So he is a scammer?!? Anyways, what do you think about me putting a page on vpswiki.us about him being a scam?


----------



## JDiggity

HRMMM  he states is was all johnnyd but, I have it on good authority that he is the one how hacked my godaddy a couple of years ago.


----------



## notFound

This guy has been going around for a long time, nothing new. That name has always been one to avoid.


----------



## mikho

Mun said:


> So he is a scammer?!? Anyways, what do you think about me putting a page on vpswiki.us about him being a scam?


Wasn't there a site dedicated for that? Can't remember the name.


----------



## netnub

All right all domains either owned by johnathan snyder or equiline foundation at one time or another.

asmallworld.org
insanitynet.com
ewebify.com
monkeyhosts.com
magehoster.com
myclientservices.com
devilsplace.me
weblovers.ltd.uk
web-lovers.org
adminize.org
wlvs.net
devilsplace.info
easy-scripts.us
snyderpcrepair.com
gbhost.us
gobuddy.us
vps-admin.info
ontrap.net
internal-abuse.info
equiline.me
worldofwisdom.co.uk
beta-labs.org
mayonhost.net
kaytech.me
revoltvps.com
xeonhost.net
hostmost.org
bema.me
host4u.us
hostingmotive.com
netcrap.org
rocketslice.com
myservicehub.me
smallmail.org
waymore.net

Spent 2 hours and i think i got them all if i missed them please let me know.

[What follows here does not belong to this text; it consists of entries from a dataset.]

//! Upload collaborator
//!
//! The orchestrator hands freshly cached artifacts to an [`Uploader`] and asks
//! it to delete versions that fell out of the retention window.
//! [`MinioUploader`] drives the MinIO `mc` client; [`NoOpUploader`] keeps
//! everything local.

use crate::config::UploadConfig;
use crate::{Error, Result};
use async_trait::async_trait;
use std::collections::HashMap;
use std::path::{Path, PathBuf};
use tokio::process::Command;

/// Pushes artifacts to remote storage
#[async_trait]
pub trait Uploader: Send + Sync {
    /// Upload `paths` as `version` of `name`
    ///
    /// Returns the public links of the uploaded files keyed by item name.
    async fn upload(
        &self,
        paths: &[PathBuf],
        name: &str,
        version: &str,
    ) -> Result<HashMap<String, Vec<String>>>;

    /// Delete every stored file of `name` whose file name carries `version`
    async fn delete_version(&self, name: &str, version: &str) -> Result<()>;

    /// Uploader name for logs
    fn name(&self) -> &'static str;
}

/// Uploader shelling out to the MinIO client
///
/// Files land in `{alias}/{bucket}/{name}/`; the alias must have been
/// registered beforehand with `mc alias set`.
#[derive(Clone, Debug)]
pub struct MinioUploader {
    binary_path: PathBuf,
    target: String,
    bucket: String,
    public_base_url: String,
}

impl MinioUploader {
    /// Create an uploader with an explicit `mc` binary
    pub fn new(binary_path: PathBuf, config: &UploadConfig) -> Self {
        Self {
            binary_path,
            target: format!(
                "{}/{}",
                config.host_alias.trim_end_matches('/'),
                config.bucket.trim_matches('/')
            ),
            bucket: config.bucket.trim_matches('/').to_string(),
            public_base_url: config.public_base_url.trim_end_matches('/').to_string(),
        }
    }

    /// Create an uploader, locating `client_path` through `PATH`
    pub fn from_config(config: &UploadConfig) -> Result<Self> {
        let binary_path = which::which(&config.client_path).map_err(|e| {
            Error::ExternalTool(format!(
                "mc client {} not found: {}",
                config.client_path.display(),
                e
            ))
        })?;
        Ok(Self::new(binary_path, config))
    }

    fn item_target(&self, name: &str) -> String {
        format!("{}/{}", self.target, name)
    }

    async fn run(&self, args: &[&str]) -> Result<String> {
        let output = Command::new(&self.binary_path)
            .args(args)
            .output()
            .await
            .map_err(|e| Error::ExternalTool(format!("Failed to execute mc: {}", e)))?;

        if !output.status.success() {
            return Err(Error::ExternalTool(format!(
                "mc {} failed ({}): {}",
                args.first().copied().unwrap_or_default(),
                output.status,
                String::from_utf8_lossy(&output.stderr).trim()
            )));
        }
        Ok(String::from_utf8_lossy(&output.stdout).into_owned())
    }
}

#[async_trait]
impl Uploader for MinioUploader {
    async fn upload(
        &self,
        paths: &[PathBuf],
        name: &str,
        version: &str,
    ) -> Result<HashMap<String, Vec<String>>> {
        let target = self.item_target(name);
        self.run(&["mb", "--ignore-existing", &target]).await?;

        let mut links = Vec::with_capacity(paths.len());
        for path in paths {
            let file_name = file_name(path)?;
            let source = path.to_string_lossy();
            self.run(&["cp", source.as_ref(), &format!("{}/", target)])
                .await?;

            tracing::info!(name = %name, version = %version, file = %file_name, "uploaded artifact");
            links.push(format!(
                "{}/{}/{}/{}",
                self.public_base_url, self.bucket, name, file_name
            ));
        }

        Ok(HashMap::from([(name.to_string(), links)]))
    }

    async fn delete_version(&self, name: &str, version: &str) -> Result<()> {
        let target = self.item_target(name);
        let pattern = format!("*{}.*", version);
        let found = self.run(&["find", &target, "--name", &pattern]).await?;

        for object in found.lines().map(str::trim).filter(|l| !l.is_empty()) {
            self.run(&["rm", object]).await?;
            tracing::info!(name = %name, version = %version, object = %object, "deleted old version");
        }
        Ok(())
    }

    fn name(&self) -> &'static str {
        "minio"
    }
}

/// Uploader for deployments without remote storage
///
/// Reports `file://` links to the cached artifacts and never deletes anything.
#[derive(Clone, Copy, Debug, Default)]
pub struct NoOpUploader;

#[async_trait]
impl Uploader for NoOpUploader {
    async fn upload(
        &self,
        paths: &[PathBuf],
        name: &str,
        version: &str,
    ) -> Result<HashMap<String, Vec<String>>> {
        tracing::debug!(name = %name, version = %version, files = paths.len(), "upload disabled, keeping artifacts local");
        let links = paths
            .iter()
            .map(|p| {
                url::Url::from_file_path(p)
                    .map(|u| u.to_string())
                    .unwrap_or_else(|()| format!("file://{}", p.display()))
            })
            .collect();
        Ok(HashMap::from([(name.to_string(), links)]))
    }

    async fn delete_version(&self, name: &str, version: &str) -> Result<()> {
        tracing::debug!(name = %name, version = %version, "upload disabled, nothing to delete");
        Ok(())
    }

    fn name(&self) -> &'static str {
        "noop"
    }
}

fn file_name(path: &Path) -> Result<String> {
    path.file_name()
        .map(|n| n.to_string_lossy().into_owned())
        .ok_or_else(|| Error::InvalidPath {
            path: path.to_path_buf(),
            reason: "no file name".to_string(),
        })
}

Next all of johnathans known alias

Credit for this list: 24khost


----------



## Mun

However, the question is should I do that at all? Technically it is your wiki as well.

I'm not sure if it was a joke, but I really would like some legally advice on this if someone had some knowledge on the subject.


----------



## notFound

netnub said:


> hostingmotive.com


He still has that .

That's the one he practically stole of me and another guy.


----------



## netnub

xeocp.com and xeocommunity.com he stole also.


----------



## nunim

How does one "steal" a domain so easily?  Getting the transfer email alone should be enough to tip you off and stop it?


----------



## netnub

He can contact domain registar and bullshit his way in(did it to godaddy accounts) or hack easy passwords(he hacked a namecheap account of mine and stole 5 domains).


----------



## wlanboy

@netnub

Can't believe this. The security settings of namecheap are quite good. All about email notifications and security keys sent by email which have to be entered into a form.


----------



## WSWD

24khost said:


> I warned a bunch of people at LET about him.  Also look up equiline foundation.  @WSWD can verify this is one of the D-bags to watch out for!


D-bag indeed!!

Had no idea Eric and Johnathan were attached.  Eric was using some services from me for a while (shared hosting and a pair of VPSs)...until he stopped paying the bills.


----------



## jarland

Mun said:


> However, the question is should I do that at all? Technically it is your wiki as well.
> 
> I'm not sure if it was a joke, but I really would like some legally advice on this if someone had some knowledge on the subject.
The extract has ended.